By sharing this tweet, CZ had a clear point to put across. First, the entire crypto market was worth around $3 trillion before prices dropped. It’s now worth just a little under $1 trillion. This loss can’t be compared to a whole $3 trillion loss experienced by retirees.

Other than the most common criticism of crypto is that it is volatile and there are high up and downswings in a matter of hours or days. Pointing to Retriment saver’s losses of $3T, CZ is asking if crypto is volatile??? when traditional finance can lose Trillions in a few days of bear markets.
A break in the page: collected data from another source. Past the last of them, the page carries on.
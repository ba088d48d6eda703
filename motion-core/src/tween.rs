//! # Tween 模块
//!
//! 补间实例：一组属性在同一时间轴上从起始值过渡到目标值。
//!
//! 补间不持有元素，只负责时间轴；调度器每帧读取 [`Tween::values`] 并写回元素。

use crate::easing::EasingFunction;
use crate::intent::Property;

/// 补间状态
#[derive(Debug, Clone, Copy, PartialEq, Eq, Default)]
pub enum TweenState {
    /// 等待开始（有延迟）
    #[default]
    Pending,
    /// 正在播放
    Playing,
    /// 已完成
    Completed,
    /// 已被取消（停留在取消时的值）
    Killed,
}

impl TweenState {
    /// 是否为活跃状态（需要更新）
    pub fn is_active(&self) -> bool {
        matches!(self, Self::Pending | Self::Playing)
    }

    /// 是否已结束
    pub fn is_finished(&self) -> bool {
        matches!(self, Self::Completed | Self::Killed)
    }
}

/// 单个属性轨道
#[derive(Debug, Clone, Copy, PartialEq)]
pub struct Track {
    pub property: Property,
    pub from: f32,
    pub to: f32,
}

impl Track {
    pub fn new(property: Property, from: f32, to: f32) -> Self {
        Self { property, from, to }
    }
}

/// 补间实例
#[derive(Debug, Clone)]
pub struct Tween {
    tracks: Vec<Track>,
    /// 时长（秒）
    duration: f32,
    /// 延迟启动（秒）
    delay: f32,
    easing: EasingFunction,
    state: TweenState,
    /// 当前进度（0.0 - 1.0，已应用缓动）
    progress: f32,
    elapsed: f32,
}

impl Tween {
    /// 创建新的补间
    pub fn new(tracks: Vec<Track>, duration: f32) -> Self {
        Self {
            tracks,
            duration: duration.max(0.0),
            delay: 0.0,
            easing: EasingFunction::default(),
            state: TweenState::Pending,
            progress: 0.0,
            elapsed: 0.0,
        }
    }

    /// 设置缓动函数
    pub fn with_easing(mut self, easing: EasingFunction) -> Self {
        self.easing = easing;
        self
    }

    /// 设置延迟
    pub fn with_delay(mut self, delay: f32) -> Self {
        self.delay = delay.max(0.0);
        self
    }

    /// 更新补间
    ///
    /// # 返回
    /// - `true`: 补间仍在进行中
    /// - `false`: 补间已结束
    pub fn update(&mut self, dt: f32) -> bool {
        match self.state {
            TweenState::Pending => {
                self.elapsed += dt;
                if self.elapsed >= self.delay {
                    self.state = TweenState::Playing;
                    self.elapsed -= self.delay;
                    self.update_playing()
                } else {
                    true
                }
            }
            TweenState::Playing => {
                self.elapsed += dt;
                self.update_playing()
            }
            TweenState::Completed | TweenState::Killed => false,
        }
    }

    fn update_playing(&mut self) -> bool {
        if self.duration <= 0.0 {
            self.finish();
            return false;
        }

        let raw_progress = self.elapsed / self.duration;
        if raw_progress >= 1.0 {
            self.finish();
            false
        } else {
            self.progress = self.easing.apply(raw_progress);
            true
        }
    }

    /// 立即跳到终点
    pub fn finish(&mut self) {
        self.progress = 1.0;
        self.state = TweenState::Completed;
    }

    /// 取消补间，冻结在当前进度（不回弹）
    pub fn kill(&mut self) {
        if self.state.is_active() {
            self.state = TweenState::Killed;
        }
    }

    /// 当前各属性值
    pub fn values(&self) -> impl Iterator<Item = (Property, f32)> + '_ {
        self.tracks.iter().map(|track| {
            let value = track.from + (track.to - track.from) * self.progress;
            (track.property, value)
        })
    }

    /// 各属性的终值
    pub fn final_values(&self) -> impl Iterator<Item = (Property, f32)> + '_ {
        self.tracks.iter().map(|track| (track.property, track.to))
    }

    pub fn state(&self) -> TweenState {
        self.state
    }

    pub fn progress(&self) -> f32 {
        self.progress
    }

    pub fn is_active(&self) -> bool {
        self.state.is_active()
    }

    pub fn is_finished(&self) -> bool {
        self.state.is_finished()
    }
}
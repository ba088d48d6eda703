//! # Motion CLI
//!
//! 无头场景运行器：在内存文档上执行场景文件，输出绑定事件、元素终态与光标状态。
//!
//! ## 模块结构
//!
//! - [`scenario`]：场景文件格式与验证
//! - [`runner`]：逐帧执行与报告

pub mod runner;
pub mod scenario;

pub use runner::{ElementReport, EventRecord, Report, run};
pub use scenario::{AnimationSpec, ElementSpec, Scenario, ScenarioError, Step, ViewportSpec};
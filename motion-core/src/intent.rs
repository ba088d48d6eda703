//! # Intent 模块
//!
//! 动画意图：一组属性过渡的不可变描述。
//!
//! 由组合辅助函数（见 [`crate::presets`]）产生，由调度器消费。
//! `from_props` 描述起始状态；`to_props` 缺省时，终止状态取元素绑定时的当前值。

use std::collections::BTreeMap;
use std::fmt;

use serde::{Deserialize, Serialize};

use crate::easing::EasingFunction;

/// 可动画属性
#[derive(Debug, Clone, Copy, PartialEq, Eq, PartialOrd, Ord, Hash, Serialize, Deserialize)]
#[serde(rename_all = "lowercase")]
pub enum Property {
    Opacity,
    X,
    Y,
    Scale,
    Rotation,
}

impl Property {
    /// 属性名称
    pub fn name(&self) -> &'static str {
        match self {
            Property::Opacity => "opacity",
            Property::X => "x",
            Property::Y => "y",
            Property::Scale => "scale",
            Property::Rotation => "rotation",
        }
    }

    /// 静止值（元素未被动画修改时的值）
    pub fn rest_value(&self) -> f32 {
        match self {
            Property::Opacity | Property::Scale => 1.0,
            Property::X | Property::Y | Property::Rotation => 0.0,
        }
    }
}

impl fmt::Display for Property {
    fn fmt(&self, f: &mut fmt::Formatter<'_>) -> fmt::Result {
        f.write_str(self.name())
    }
}

/// 属性 → 值映射（有序，保证序列化结果稳定）
pub type PropertyMap = BTreeMap<Property, f32>;

/// 动画意图
#[derive(Debug, Clone, PartialEq, Serialize, Deserialize)]
pub struct AnimationIntent {
    /// 起始属性
    #[serde(default)]
    pub from_props: PropertyMap,

    /// 目标属性（缺省时使用元素当前值）
    #[serde(default, skip_serializing_if = "Option::is_none")]
    pub to_props: Option<PropertyMap>,

    /// 时长（秒）
    pub duration: f32,

    /// 延迟（秒）
    #[serde(default)]
    pub delay: f32,

    /// 缓动曲线
    #[serde(default)]
    pub ease: EasingFunction,
}

impl AnimationIntent {
    /// 创建 "from" 型意图：从 `from_props` 过渡到元素当前值
    pub fn from_props(from_props: PropertyMap, duration: f32) -> Self {
        Self {
            from_props,
            to_props: None,
            duration,
            delay: 0.0,
            ease: EasingFunction::default(),
        }
    }

    /// 创建 "to" 型意图：从元素当前值过渡到 `to_props`
    pub fn to_props(to_props: PropertyMap, duration: f32) -> Self {
        Self {
            from_props: PropertyMap::new(),
            to_props: Some(to_props),
            duration,
            delay: 0.0,
            ease: EasingFunction::default(),
        }
    }

    /// 设置延迟
    pub fn with_delay(mut self, delay: f32) -> Self {
        self.delay = delay;
        self
    }

    /// 设置缓动
    pub fn with_ease(mut self, ease: EasingFunction) -> Self {
        self.ease = ease;
        self
    }

    /// 设置时长
    pub fn with_duration(mut self, duration: f32) -> Self {
        self.duration = duration;
        self
    }

    /// 意图涉及的全部属性（去重、有序）
    pub fn properties(&self) -> Vec<Property> {
        let mut props: Vec<Property> = self.from_props.keys().copied().collect();
        if let Some(to) = &self.to_props {
            props.extend(to.keys().copied());
        }
        props.sort();
        props.dedup();
        props
    }
}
Crypto is volatile… https://t.co/4hxsDgQ7c2

— CZ 🔶 Binance (@cz_binance) June 23, 2022

Furthermore, this mentioned loss was just by one group of investors/savers. There are many more groups of investors that may have lost trillions as well. From this perspective, it’s clear that the stock market has taken a pretty huge hit as compared to the crypto market.

Cryptos Recover Faster

While both the stock and crypto markets have experienced a crash, history shows that cryptos have the power to recover much faster than stocks.

As a matter of fact, the crypto market has been studied and revealed to be functioning in a cycle. The current downturn was an expected bear cycle, with the next cycle expected to be a bull run. This isn’t the case with the stock market. The crash of the stocks is entire a result of fiat inflation and global recession.

In a recent interview, CZ said that cryptos like Bitcoin could take between a few months and 2 years to recover and hit above the ATH, while stocks will remain stuck at low levels for many years.